Amazfit has added multi-device sync to its ecosystem, and it is long overdue. The new Multi-Device Activity Sync feature in Zepp OS 6 merges daily activity data across multiple Amazfit devices, keeping totals consistent for steps, calories, standing time, and distance. The feature is live on the Balance 3 and Balance Ultra, with more devices expected to follow.

This is the feature that Amazfit users have been asking for. People who run with one watch and wear another for sleep, or who switch between models depending on the workout, have been dealing with fragmented data for years. The Zepp app now pulls everything together so you see one set of numbers, not several conflicting ones.

How It Works

Multi-Device Activity Sync runs through the Zepp app, not device-to-device. That is the standard approach used across the industry, and it is the same architecture Garmin uses for TrueUp. When you have multiple Amazfit devices connected to the same Zepp account, the app merges the daily data and keeps totals consistent across both.

The synced metrics are steps, calories, standing, and distance. Zepp Health also mentions "other activity metrics" without being specific about what those cover. The feature works automatically once you have two devices linked to the same account.

Garmin Has Had This Since 2016

Amazfit is arriving late to this particular party. Garmin introduced TrueUp back in November 2016 and has been refining it ever since. By 2023, Garmin had extended the concept significantly with Unified Training Status, which added Primary Training Device and Primary Wearable designations to keep physiological metrics like VO2 max, training load, and recovery time consistent across the entire Garmin ecosystem.

Amazfit's first step is more modest. Multi-Device Activity Sync covers daily activity metrics, not training load or physiological data. The gap that matters most right now is HybridCharge. Amazfit's readiness score builds on biometric data plus user-reported context like stress, illness, and RPE. If a workout on a Helio Strap does not feed into the HybridCharge score on your Balance 3, the readiness metric is incomplete.

Zepp Health has not confirmed whether training load, recovery time, or HybridCharge scores cross device boundaries. Garmin closed that gap in 2018, two years after launching the basic sync. Amazfit has some work to do if it wants to match Garmin's depth here.

What Else Zepp OS 6 Brings

Multi-Device Activity Sync is the standout new feature, but Zepp OS 6 adds several other tools worth noting.

Daily Briefing builds on the old Morning Update and now covers both ends of the day. Morning briefings show weather, sleep data, your schedule, and training insights. Evening briefings look back at workouts, activity, and key health trends.

HybridCharge replaces BioCharge as the primary readiness score.
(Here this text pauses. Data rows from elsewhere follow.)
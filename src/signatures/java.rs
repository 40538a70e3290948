//! Java signature table

use super::{sig, Signature};
use crate::models::ComplexityClass::*;

pub(crate) fn signatures() -> Vec<Signature> {
    [
        sig(
            r"for\s*\([^)]*\)\s*\{[^{}]*for\s*\(",
            Quadratic,
            Constant,
            "Nested for loops",
            0.95,
        ),
        sig(
            r"Arrays\.sort\s*\(|Collections\.sort\s*\(",
            Linearithmic,
            Constant,
            "Library sort",
            0.95,
        ),
        sig(
            r"\w+\s*=\s*\w+\s*\+\s*\(\s*\w+\s*-\s*\w+\s*\)\s*/\s*2|\w+\s*=\s*\(\s*\w+\s*\+\s*\w+\s*\)\s*/\s*2",
            Logarithmic,
            Constant,
            "Binary-search midpoint computation",
            0.8,
        ),
        sig(
            r"while\s*\(\s*\w+\s*<=\s*\w+\s*\)",
            Logarithmic,
            Constant,
            "Bounded while loop (binary-search shape)",
            0.75,
        ),
        sig(
            r"for\s*\(\s*\w+(?:\s*<[^>]*>)?\s+\w+\s*:\s*\w+\s*\)",
            Linear,
            Constant,
            "Enhanced for loop",
            0.9,
        ),
        sig(
            r"for\s*\(\s*int\s+\w+\s*=\s*\w+\s*;\s*\w+\s*<=?\s*[^;]+;\s*[^)]*\)",
            Linear,
            Constant,
            "Indexed array iteration",
            0.9,
        ),
        sig(
            r"\.containsKey\s*\(|\.containsValue\s*\(|HashSet\s*<[^>]*>\s*\w+|HashMap\s*<",
            Constant,
            Linear,
            "Hash-based collection usage",
            0.8,
        ),
        sig(
            r"ArrayList\s*<\s*\w+\s*>\s+\w+|new\s+ArrayList\s*<",
            Constant,
            Linear,
            "ArrayList declaration",
            0.8,
        ),
        sig(
            r"new\s+\w+\s*\[\s*\w+\s*\]\s*\[\s*\w+\s*\]",
            Constant,
            Quadratic,
            "2-D array allocation",
            0.8,
        ),
        sig(
            r"new\s+\w+\s*\[\s*\w+\s*\]",
            Constant,
            Linear,
            "Array allocation",
            0.7,
        ),
    ]
    .into_iter()
    .flatten()
    .collect()
}

#[cfg(test)]
mod tests {
    use super::*;
    use crate::models::ComplexityClass;

    #[test]
    fn test_enhanced_for_loop() {
        let code = "for (String item : items) { process(item); }";
        assert!(signatures()
            .iter()
            .any(|s| s.description == "Enhanced for loop" && s.occurrences(code) > 0));
    }

    #[test]
    fn test_arrays_sort() {
        let sigs = signatures();
        let sort = sigs
            .iter()
            .find(|s| s.description == "Library sort")
            .unwrap();
        assert_eq!(sort.time_class, ComplexityClass::Linearithmic);
        assert_eq!(sort.occurrences("Arrays.sort(nums);"), 1);
    }

    #[test]
    fn test_2d_array_space() {
        let sigs = signatures();
        let table = sigs
            .iter()
            .find(|s| s.description == "2-D array allocation")
            .unwrap();
        assert_eq!(table.space_class, ComplexityClass::Quadratic);
        assert_eq!(table.occurrences("int[][] dp = new int[n][m];"), 1);
    }
}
It adds LifeLoad, which lets users log stress, illness, alcohol, physical strain, travel, and jet lag. RPE logging is also built in, so you can record how hard a workout felt after you finish. Boundary reminders can now trigger during workouts when HybridCharge is low, turning recovery from a morning score into an ongoing guide.

Training Calendar puts planned workouts and past sessions in one place, with support for Zepp Training, custom templates, and third-party plans. There is also a Training Library with Zepp courses available directly on the watch.
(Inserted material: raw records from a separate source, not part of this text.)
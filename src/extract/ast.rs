//! Grammar-aware structural fact extraction using tree-sitter
//!
//! Walks the syntax tree counting loop constructs, tracking nesting
//! depth, and flagging self-recursive calls (a call whose target name
//! matches an enclosing function definition's name).
//!
//! Parse failure is a value, not an exception: callers branch on
//! [`Extraction`] and fall back to the lexical scan.

use crate::models::Language;
use tracing::debug;
use tree_sitter::{Node, Parser};

/// Structural facts about one snippet.
#[derive(Debug, Clone, Copy, Default, PartialEq, Eq)]
pub struct StructuralFacts {
    pub loop_count: usize,
    /// Loops whose entry depth was already >= 1.
    pub nested_loop_count: usize,
    pub recursion_present: bool,
    pub function_count: usize,
    pub branch_count: usize,
    pub call_count: usize,
}

/// Outcome of the grammar-aware pass.
#[derive(Debug, Clone)]
pub enum Extraction {
    Parsed(StructuralFacts),
    /// Why the grammar pass gave up (malformed source, parser error).
    ParseFailed(String),
}

/// Loop constructs across the supported grammars.
const LOOP_KINDS: &[&str] = &[
    "for_statement",
    "while_statement",
    "do_statement",
    "for_in_statement",
    "enhanced_for_statement",
    "for_range_loop",
    "for_expression",
    "while_expression",
    "loop_expression",
];

/// Function definition constructs across the supported grammars.
const FUNCTION_KINDS: &[&str] = &[
    "function_definition",
    "function_declaration",
    "method_definition",
    "method_declaration",
    "function_item",
];

/// Call constructs across the supported grammars.
const CALL_KINDS: &[&str] = &["call", "call_expression", "method_invocation"];

/// Branch constructs, counted for the ensemble feature vector.
const BRANCH_KINDS: &[&str] = &[
    "if_statement",
    "if_expression",
    "conditional_expression",
    "match_expression",
    "switch_statement",
    "switch_expression",
];

fn grammar(language: Language) -> tree_sitter::Language {
    match language {
        Language::Python => tree_sitter_python::LANGUAGE.into(),
        Language::JavaScript => tree_sitter_javascript::LANGUAGE.into(),
        Language::TypeScript => tree_sitter_typescript::LANGUAGE_TYPESCRIPT.into(),
        Language::Java => tree_sitter_java::LANGUAGE.into(),
        Language::C => tree_sitter_c::LANGUAGE.into(),
        Language::Cpp => tree_sitter_cpp::LANGUAGE.into(),
        Language::Go => tree_sitter_go::LANGUAGE.into(),
        Language::Rust => tree_sitter_rust::LANGUAGE.into(),
    }
}

/// Extract structural facts from `code`, or report why parsing failed.
pub fn extract(code: &str, language: Language) -> Extraction {
    let mut parser = Parser::new();
    if let Err(e) = parser.set_language(&grammar(language)) {
        return Extraction::ParseFailed(format!("grammar unavailable for {language}: {e}"));
    }

    let tree = match parser.parse(code, None) {
        Some(tree) => tree,
        None => return Extraction::ParseFailed(format!("parser produced no tree for {language}")),
    };

    let root = tree.root_node();
    if root.has_error() {
        return Extraction::ParseFailed(format!("syntax errors in {language} source"));
    }

    let mut facts = StructuralFacts::default();
    let mut enclosing = Vec::new();
    walk(root, code.as_bytes(), 0, &mut enclosing, &mut facts);
    debug!(?facts, %language, "grammar-aware extraction");
    Extraction::Parsed(facts)
}

fn walk(
    node: Node,
    source: &[u8],
    loop_depth: usize,
    enclosing: &mut Vec<String>,
    facts: &mut StructuralFacts,
) {
    let kind = node.kind();

    if LOOP_KINDS.contains(&kind) {
        facts.loop_count += 1;
        if loop_depth >= 1 {
            facts.nested_loop_count += 1;
        }
        let mut cursor = node.walk();
        for child in node.children(&mut cursor) {
            walk(child, source, loop_depth + 1, enclosing, facts);
        }
        return;
    }

    if FUNCTION_KINDS.contains(&kind) {
        facts.function_count += 1;
        let name = function_name(node, source);
        if let Some(ref name) = name {
            enclosing.push(name.clone());
        }
        let mut cursor = node.walk();
        for child in node.children(&mut cursor) {
            walk(child, source, loop_depth, enclosing, facts);
        }
        if name.is_some() {
            enclosing.pop();
        }
        return;
    }

    if CALL_KINDS.contains(&kind) {
        facts.call_count += 1;
        if let Some(target) = call_target(node, source) {
            if enclosing.iter().any(|f| f == &target) {
                facts.recursion_present = true;
            }
        }
    } else if BRANCH_KINDS.contains(&kind) {
        facts.branch_count += 1;
    }

    let mut cursor = node.walk();
    for child in node.children(&mut cursor) {
        walk(child, source, loop_depth, enclosing, facts);
    }
}

/// Name of a function definition node.
///
/// Most grammars expose a `name` field; C/C++ bury the identifier
/// inside the declarator, so we descend to the first identifier.
fn function_name(node: Node, source: &[u8]) -> Option<String> {
    if let Some(name) = node.child_by_field_name("name") {
        return name.utf8_text(source).ok().map(str::to_string);
    }
    let declarator = node.child_by_field_name("declarator")?;
    first_identifier(declarator, source)
}

fn first_identifier(node: Node, source: &[u8]) -> Option<String> {
    if node.kind() == "identifier" || node.kind() == "field_identifier" {
        return node.utf8_text(source).ok().map(str::to_string);
    }
    let mut cursor = node.walk();
    for child in node.children(&mut cursor) {
        if let Some(name) = first_identifier(child, source) {
            return Some(name);
        }
    }
    None
}

/// Simple name of a call's target.
///
/// Qualified targets (`self.merge`, `Solver::permute`) reduce to the
/// final segment so self-recursion through a method still matches.
fn call_target(node: Node, source: &[u8]) -> Option<String> {
    let callee = node
        .child_by_field_name("function")
        .or_else(|| node.child_by_field_name("name"))?;
    let text = callee.utf8_text(source).ok()?;
    let simple = text
        .rsplit(|c| c == '.' || c == ':')
        .next()
        .unwrap_or(text)
        .trim();
    if simple.is_empty() {
        None
    } else {
        Some(simple.to_string())
    }
}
HYROX support includes training templates and Virtual Pace with stage guidance, target progress, and next-up previews. That aligns with the Balance 3 range's focus on hybrid fitness.

Navigation improvements bring Route Progress showing remaining distance, ascent, and descent to the next waypoint and final destination. Elevation Chart gives a clearer route profile view.

Launcher redesign puts the watch face at the center of navigation. Swipe right for workouts, swipe left for apps, swipe down for notifications, swipe up for Shortcut Cards. Physical buttons get a bigger role, which matters for gym use when touchscreens are unreliable.

The Bottom Line

Amazfit has finally answered Garmin TrueUp. Multi-Device Activity Sync is a genuine quality-of-life improvement for anyone using more than one Amazfit device. The sync architecture is right, the metrics are useful, and it makes the ecosystem feel less fragmented.

The gap is depth. Garmin has spent seven years building out its multi-device ecosystem, and Amazfit is at the starting line. HybridCharge is the obvious missing piece. If your readiness score cannot see workouts logged on a Helio Strap or a secondary watch, it is not giving you the full picture.

That said, Amazfit has moved quickly on features before. This is a real first step, and it is in the right direction.